“It’s not the start of the season I’m worried about; it’s the finish,” shortstop Cal Ripken Jr. says after the Orioles lose on Opening Day.
In a forgettable start, on April 4, Baltimore falls, 7-2, to Kansas City before an announced 51,889 at Memorial Stadium.
A parachutist who was supposed to sky into the ballpark with the first ball lands in the parking lot instead; fans boo the club’s new theme song, “That Magic Feeling,” which displaced “Thank God I’m A Country Boy”; and the Royals got the best of Dennis Martínez, the Orioles’ winningest pitcher in 1982.

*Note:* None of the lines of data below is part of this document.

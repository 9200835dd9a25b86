//! # Calculator Configurations
//!
//! [`CalculatorConfig`] is the aggregate root: one named, sluggable
//! calculator definition combining an ordered field list, a formula, and a
//! result-presentation spec. Configs are authored in an external management
//! surface and read here; the engine treats them as immutable for the
//! duration of an evaluation session.
//!
//! ## Structure
//!
//! ```text
//! CalculatorConfig
//! ├── identity: id, name, slug, category, icon, description
//! ├── fields: Vec<FieldSchema>   (order = display and tab order)
//! ├── formula: String            (field names as free variables)
//! ├── result: ResultConfig       (format, precision, ranges)
//! └── is_active + created_at/updated_at
//! ```
//!
//! ## Example
//!
//! ```rust
//! use calc_core::config::CalculatorConfig;
//! use calc_core::schema::FieldSchema;
//! use calc_core::result::ResultConfig;
//!
//! let config = CalculatorConfig::new(
//!     "Body Mass Index",
//!     "bmi",
//!     "health",
//!     vec![
//!         FieldSchema::number("weightKg", "Weight"),
//!         FieldSchema::number("heightM", "Height"),
//!     ],
//!     "weightKg / (heightM * heightM)",
//!     ResultConfig {
//!         label: "Your BMI".to_string(),
//!         unit: None,
//!         format: Default::default(),
//!         precision: Some(1),
//!         ranges: vec![],
//!     },
//! );
//! assert!(config.validate().is_ok());
//! ```

use std::collections::{BTreeMap, BTreeSet};

use chrono::{DateTime, Utc};
use serde::{Deserialize, Serialize};
use uuid::Uuid;

use crate::errors::{CalcError, CalcResult};
use crate::eval::Formula;
use crate::result::ResultConfig;
use crate::schema::{FieldSchema, RawValue};

/// One complete calculator definition.
#[derive(Debug, Clone, PartialEq, Serialize, Deserialize)]
pub struct CalculatorConfig {
    /// Opaque stable identifier
    pub id: Uuid,

    /// Display name, e.g. "BMI Calculator"
    pub name: String,

    /// Optional longer description shown on the detail page
    #[serde(default)]
    pub description: Option<String>,

    /// Grouping tag, e.g. "financial" or "health"
    pub category: String,

    /// Unique URL-safe lookup key (case-sensitive)
    pub slug: String,

    /// Optional icon name for the listing UI
    #[serde(default)]
    pub icon: Option<String>,

    /// Ordered input declarations; order is display and tab order
    pub fields: Vec<FieldSchema>,

    /// Formula text referencing field names as free variables
    pub formula: String,

    /// Result formatting and classification spec
    pub result: ResultConfig,

    /// Governs external visibility; inactive configs are not listed
    pub is_active: bool,

    /// When the config was created
    pub created_at: DateTime<Utc>,

    /// When the config was last modified
    pub updated_at: DateTime<Utc>,
}

impl CalculatorConfig {
    /// Create a new active config with a fresh id and current timestamps.
    pub fn new(
        name: impl Into<String>,
        slug: impl Into<String>,
        category: impl Into<String>,
        fields: Vec<FieldSchema>,
        formula: impl Into<String>,
        result: ResultConfig,
    ) -> Self {
        let now = Utc::now();
        CalculatorConfig {
            id: Uuid::new_v4(),
            name: name.into(),
            description: None,
            category: category.into(),
            slug: slug.into(),
            icon: None,
            fields,
            formula: formula.into(),
            result,
            is_active: true,
            created_at: now,
            updated_at: now,
        }
    }

    /// Structural validation, run at load time.
    ///
    /// Rejects field-level problems (bad identifiers, `min > max`, required
    /// choice fields without options), duplicate field names, formulas that
    /// fail to compile or reference non-field variables, and degenerate
    /// result ranges. A config that passes here cannot produce a formula
    /// parse error or unknown-variable error at submit time.
    pub fn validate(&self) -> CalcResult<()> {
        if self.slug.is_empty() {
            return Err(CalcError::invalid_config(&self.name, "slug must not be empty"));
        }

        let mut seen = BTreeSet::new();
        for field in &self.fields {
            field.validate()?;
            if !seen.insert(field.name.as_str()) {
                return Err(CalcError::invalid_config(
                    &self.slug,
                    format!("duplicate field name '{}'", field.name),
                ));
            }
        }

        let formula = Formula::compile(&self.formula).map_err(|e| {
            CalcError::invalid_config(&self.slug, format!("formula does not compile: {}", e))
        })?;
        for free in formula.free_variables() {
            if !seen.contains(free.as_str()) {
                return Err(CalcError::invalid_config(
                    &self.slug,
                    format!("formula references unknown field '{}'", free),
                ));
            }
        }

        for range in &self.result.ranges {
            if let (Some(min), Some(max)) = (range.min, range.max) {
                if min >= max {
                    return Err(CalcError::invalid_config(
                        &self.slug,
                        format!("result range '{}' has min >= max", range.status),
                    ));
                }
            }
        }

        Ok(())
    }

    /// Field lookup by name
    pub fn field(&self, name: &str) -> Option<&FieldSchema> {
        self.fields.iter().find(|f| f.name == name)
    }

    /// The blank value map a fresh session starts from: every field
    /// present, every value empty.
    pub fn blank_values(&self) -> BTreeMap<String, RawValue> {
        self.fields
            .iter()
            .map(|f| (f.name.clone(), RawValue::blank()))
            .collect()
    }
}

/// One evaluation telemetry record, emitted fire-and-forget after a
/// successful submission. The engine never depends on it being persisted.
#[derive(Debug, Clone, PartialEq, Serialize, Deserialize)]
pub struct HistoryRecord {
    pub id: Uuid,

    /// The signed-in user, when known
    #[serde(default)]
    pub user_id: Option<Uuid>,

    pub calculator_id: Uuid,

    /// Raw submitted values, keyed by field name
    pub inputs: BTreeMap<String, RawValue>,

    /// The evaluated result; None when evaluation produced no number
    pub result: Option<f64>,

    pub created_at: DateTime<Utc>,
}

impl HistoryRecord {
    /// Build a record for one evaluation
    pub fn new(
        calculator_id: Uuid,
        user_id: Option<Uuid>,
        inputs: BTreeMap<String, RawValue>,
        result: Option<f64>,
    ) -> Self {
        HistoryRecord {
            id: Uuid::new_v4(),
            user_id,
            calculator_id,
            inputs,
            result,
            created_at: Utc::now(),
        }
    }
}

It’s one of only two times during the season that Baltimore’s record will be under .500.
The loss marks the debut of Joe Altobelli, a low-key manager who replaced the irascible Earl Weaver, who retired after 14½ seasons, four World Series appearances and one world championship.
Two days later, in a chilly drizzle before an announced 7,904, the Orioles bounce back behind left-hander Mike Flanagan to rip the Royals, 11-1. Flanagan, wearing a T-shirt beneath his jersey that reads, “I’d Rather Be In New Hampshire,” allows seven hits in eight innings as the Orioles bats explode. Left fielder John Lowenstein gets three hits and three RBIs, and center fielder Al Bumbry scores four runs.